Sus labios se entreabrieron y, por un momento, pareció que se había olvidado de respirar.
La satisfacción que me inundó al ver su reacción fue abrumadora.
Sentí que mis labios se curvaban en una pequeña sonrisa de orgullo.
Antes de que pudiera dar un paso al frente, levanté la mano, apenas un poco, y di mi primera orden.
Mi voz sonó grave y firme, serena a pesar de que mi corazón latía desbocado.
—Arrástrate hasta mí.
El silencio que siguió fue denso y eléctrico.
Su nuez subió y bajó al tragar con fuerza, y su pecho ascendía y descendía más rápido que antes.
Y entonces, con una voz tan ronca que me provocó un escalofrío que me recorrió la espina dorsal, respondió: —Sí, Ama.
Esa palabra me golpeó como un rayo.
Ama.
Oírselo decir, oír cómo me reclamaba de esa manera, hizo que me temblaran las rodillas.
Mi cuerpo se contrajo, inundado de calor, y tuve que luchar para no perder la compostura.
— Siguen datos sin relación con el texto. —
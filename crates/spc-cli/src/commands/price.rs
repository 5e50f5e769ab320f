use std::process::ExitCode;

use anyhow::Result;

use spc_calc::{optimum, price};
use spc_core::{Atom, Catalog};

use crate::output;

/// Prints the minimum-cost complete tree for `product` and its score.
/// Exit code `2` when no complete tree exists to price.
pub fn execute(catalog: &Catalog, product: &str, format: &str) -> Result<ExitCode> {
    let target = Atom::id(product);
    match optimum(&target, catalog, price)? {
        Some((tree, score)) => {
            println!("{}", output::render(&tree, format)?);
            println!("score: {score}");
            Ok(ExitCode::SUCCESS)
        }
        None => {
            tracing::warn!(product, "price: no complete supply tree found");
            Ok(ExitCode::from(2))
        }
    }
}
use std::collections::BTreeMap;
use std::rc::Rc;

use spc_core::{Atom, Catalog, Design, Party};

use crate::tree::SupplyTree;

/// Produces lazy sequences of [`SupplyTree`] for a requested product over a
/// [`Catalog`]. A fresh [`SupplyIter`] is created for every `enumerate`
/// call and for every recursive descent into a bom atom; none of them touch
/// shared mutable state (§5).
pub struct Enumerator<'c> {
    catalog: &'c Catalog,
}

impl<'c> Enumerator<'c> {
    pub fn new(catalog: &'c Catalog) -> Self {
        Self { catalog }
    }

    pub fn enumerate(&self, product: &Atom) -> SupplyIter<'c> {
        SupplyIter::new(self.catalog, product.clone(), Vec::new())
    }
}

/// The enumerator's explicit iterator state for a single atom: an OR over
/// suppliers, then an OR over (design, maker) pairs, each driving an
/// [`MadeIter`] AND-over-bom Cartesian product, finally falling back to a
/// single `Missing` if nothing else was ever emitted. No step recurses
/// through a call stack that outlives a single `next()` call — the whole
/// pending computation lives in this struct's fields (and, transitively,
/// the fields of the `MadeIter`s and child `SupplyIter`s it owns).
pub struct SupplyIter<'c> {
    catalog: &'c Catalog,
    product: Atom,
    cycle: bool,
    cycle_emitted: bool,
    supplier_idx: usize,
    design_idx: usize,
    maker_idx: usize,
    current_made: Option<Box<MadeIter<'c>>>,
    emitted_any: bool,
    fallback_emitted: bool,
    /// Atoms currently under expansion in ancestor frames, for cycle
    /// detection (§4.2 failure model). Does not include `product` itself.
    path: Vec<String>,
}

impl<'c> SupplyIter<'c> {
    fn new(catalog: &'c Catalog, product: Atom, path: Vec<String>) -> Self {
        let cycle = path.iter().any(|a| *a == product.identifier);
        Self {
            catalog,
            product,
            cycle,
            cycle_emitted: false,
            supplier_idx: 0,
            design_idx: 0,
            maker_idx: 0,
            current_made: None,
            emitted_any: false,
            fallback_emitted: false,
            path,
        }
    }
}

impl<'c> Iterator for SupplyIter<'c> {
    type Item = SupplyTree;

    fn next(&mut self) -> Option<SupplyTree> {
        if self.cycle {
            if self.cycle_emitted {
                return None;
            }
            self.cycle_emitted = true;
            tracing::debug!(atom = %self.product.identifier, "atom already on expansion path, short-circuiting");
            return Some(SupplyTree::Missing {
                product: self.product.clone(),
            });
        }

        while self.supplier_idx < self.catalog.parties().len() {
            let party = self.catalog.parties()[self.supplier_idx].clone();
            self.supplier_idx += 1;
            if party.supplies.contains(&self.product) {
                self.emitted_any = true;
                return Some(SupplyTree::Supplied {
                    product: self.product.clone(),
                    supplier: party,
                });
            }
        }

        loop {
            if let Some(made) = self.current_made.as_mut() {
                if let Some(tree) = made.next() {
                    self.emitted_any = true;
                    return Some(tree);
                }
                self.current_made = None;
                self.maker_idx += 1;
            }

            let designs = self.catalog.designs();
            let parties = self.catalog.parties();
            let mut found = false;
            while self.design_idx < designs.len() {
                let design = designs[self.design_idx].clone();
                if design.product != self.product {
                    self.design_idx += 1;
                    self.maker_idx = 0;
                    continue;
                }
                let mut set = false;
                while self.maker_idx < parties.len() {
                    let maker = parties[self.maker_idx].clone();
                    if maker.has_tools_for(&design.tools) {
                        let mut child_path = self.path.clone();
                        child_path.push(self.product.identifier.clone());
                        self.current_made = Some(Box::new(MadeIter::new(
                            self.catalog,
                            design,
                            maker,
                            child_path,
                        )));
                        set = true;
                        found = true;
                        break;
                    }
                    self.maker_idx += 1;
                }
                if set {
                    break;
                }
                self.design_idx += 1;
                self.maker_idx = 0;
            }
            if !found {
                break;
            }
        }

        if !self.emitted_any && !self.fallback_emitted {
            self.fallback_emitted = true;
            tracing::debug!(atom = %self.product.identifier, "no supplier or compatible maker, emitting missing");
            return Some(SupplyTree::Missing {
                product: self.product.clone(),
            });
        }
        None
    }
}

/// The AND-over-bom Cartesian product engine for one `(design, maker)`
/// pair: a frame holding one [`ChildSlot`] per bom atom, advanced
/// odometer-style (rightmost slot first, rolling over leftward).
struct MadeIter<'c> {
    catalog: &'c Catalog,
    product: Atom,
    design: Rc<Design>,
    maker: Rc<Party>,
    path: Vec<String>,
    slots: Vec<ChildSlot<'c>>,
    started: bool,
    exhausted: bool,
}

impl<'c> MadeIter<'c> {
    fn new(catalog: &'c Catalog, design: Rc<Design>, maker: Rc<Party>, path: Vec<String>) -> Self {
        let product = design.product.clone();
        // Each slot pulls its own first value as part of construction, so a
        // slot either exists with a real `current` tree already latched, or
        // it doesn't exist at all — there is no representable "not pulled
        // yet" state to panic on later.
        let slots: Option<Vec<ChildSlot<'c>>> = design
            .bom
            .iter()
            .cloned()
            .map(|atom| ChildSlot::new(catalog, atom, &maker, &path))
            .collect();
        let exhausted = slots.is_none();
        Self {
            catalog,
            product,
            design,
            maker,
            path,
            slots: slots.unwrap_or_default(),
            started: false,
            exhausted,
        }
    }

    fn materialize(&self) -> SupplyTree {
        let children: BTreeMap<Atom, SupplyTree> = self
            .slots
            .iter()
            .map(|slot| (slot.atom.clone(), slot.current.clone()))
            .collect();
        SupplyTree::Made {
            product: self.product.clone(),
            design: self.design.clone(),
            maker: self.maker.clone(),
            children: Rc::new(children),
        }
    }
}

impl<'c> Iterator for MadeIter<'c> {
    type Item = SupplyTree;

    fn next(&mut self) -> Option<SupplyTree> {
        if self.exhausted {
            return None;
        }
        if !self.started {
            self.started = true;
            return Some(self.materialize());
        }

        let mut i = self.slots.len();
        loop {
            if i == 0 {
                self.exhausted = true;
                return None;
            }
            i -= 1;
            if self.slots[i].advance() {
                let mut ok = true;
                for slot in &mut self.slots[(i + 1)..] {
                    if !slot.reset(self.catalog, &self.path) {
                        ok = false;
                        break;
                    }
                }
                if ok {
                    return Some(self.materialize());
                }
                // a downstream slot's deterministic replay came up empty,
                // which the determinism invariant (§8) says cannot happen;
                // treat this odometer position as a dead end rather than
                // panicking, and keep rolling left.
                continue;
            }
            if !self.slots[i].reset(self.catalog, &self.path) {
                self.exhausted = true;
                return None;
            }
        }
    }
}

/// A single bom position's choice set: either the fixed singleton
/// `FromInventory` choice, or a full recursive enumeration. `current`
/// always holds a real value for the lifetime of the slot — a slot that
/// cannot produce one is never constructed.
struct ChildSlot<'c> {
    atom: Atom,
    source: ChildSource<'c>,
    current: SupplyTree,
}

enum ChildSource<'c> {
    Inventory(Rc<Party>),
    Enumerated(Box<SupplyIter<'c>>),
}

impl<'c> ChildSlot<'c> {
    /// `None` if this bom position has no possible supply at all (an
    /// enumerated source that is immediately exhausted).
    fn new(catalog: &'c Catalog, atom: Atom, maker: &Rc<Party>, path: &[String]) -> Option<Self> {
        if maker.inventory.contains(&atom) {
            let current = SupplyTree::FromInventory {
                product: atom.clone(),
                maker: maker.clone(),
            };
            Some(Self {
                atom,
                source: ChildSource::Inventory(maker.clone()),
                current,
            })
        } else {
            let mut iter = Box::new(SupplyIter::new(catalog, atom.clone(), path.to_vec()));
            let current = iter.next()?;
            Some(Self {
                atom,
                source: ChildSource::Enumerated(iter),
                current,
            })
        }
    }

    /// Advances this slot's own sequence by one step. `Inventory` slots
    /// have exactly one value and never advance past it.
    fn advance(&mut self) -> bool {
        match &mut self.source {
            ChildSource::Inventory(_) => false,
            ChildSource::Enumerated(iter) => match iter.next() {
                Some(t) => {
                    self.current = t;
                    true
                }
                None => false,
            },
        }
    }

    /// Rolls this slot back to its first value, recreating the recursive
    /// iterator from scratch (it carries no external state, so replaying
    /// it reproduces the same sequence — determinism, §8 invariant 1).
    /// Returns `false` if that replay unexpectedly comes up empty.
    fn reset(&mut self, catalog: &'c Catalog, path: &[String]) -> bool {
        match &mut self.source {
            ChildSource::Inventory(maker) => {
                self.current = SupplyTree::FromInventory {
                    product: self.atom.clone(),
                    maker: maker.clone(),
                };
                true
            }
            ChildSource::Enumerated(iter) => {
                *iter = Box::new(SupplyIter::new(catalog, self.atom.clone(), path.to_vec()));
                match iter.next() {
                    Some(t) => {
                        self.current = t;
                        true
                    }
                    None => false,
                }
            }
        }
    }
}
No apartó la mirada de mí mientras se ponía de rodillas.
Solo esa imagen casi logró desarmarme.
Mi fuerte y seguro Cole, el hombre que me superaba en todos los demás aspectos de la vida, se estaba arrodillando para mí, porque yo se lo había ordenado.
Mantuvo sus ojos clavados en los míos mientras apoyaba las manos en el suelo y empezaba a gatear hacia delante.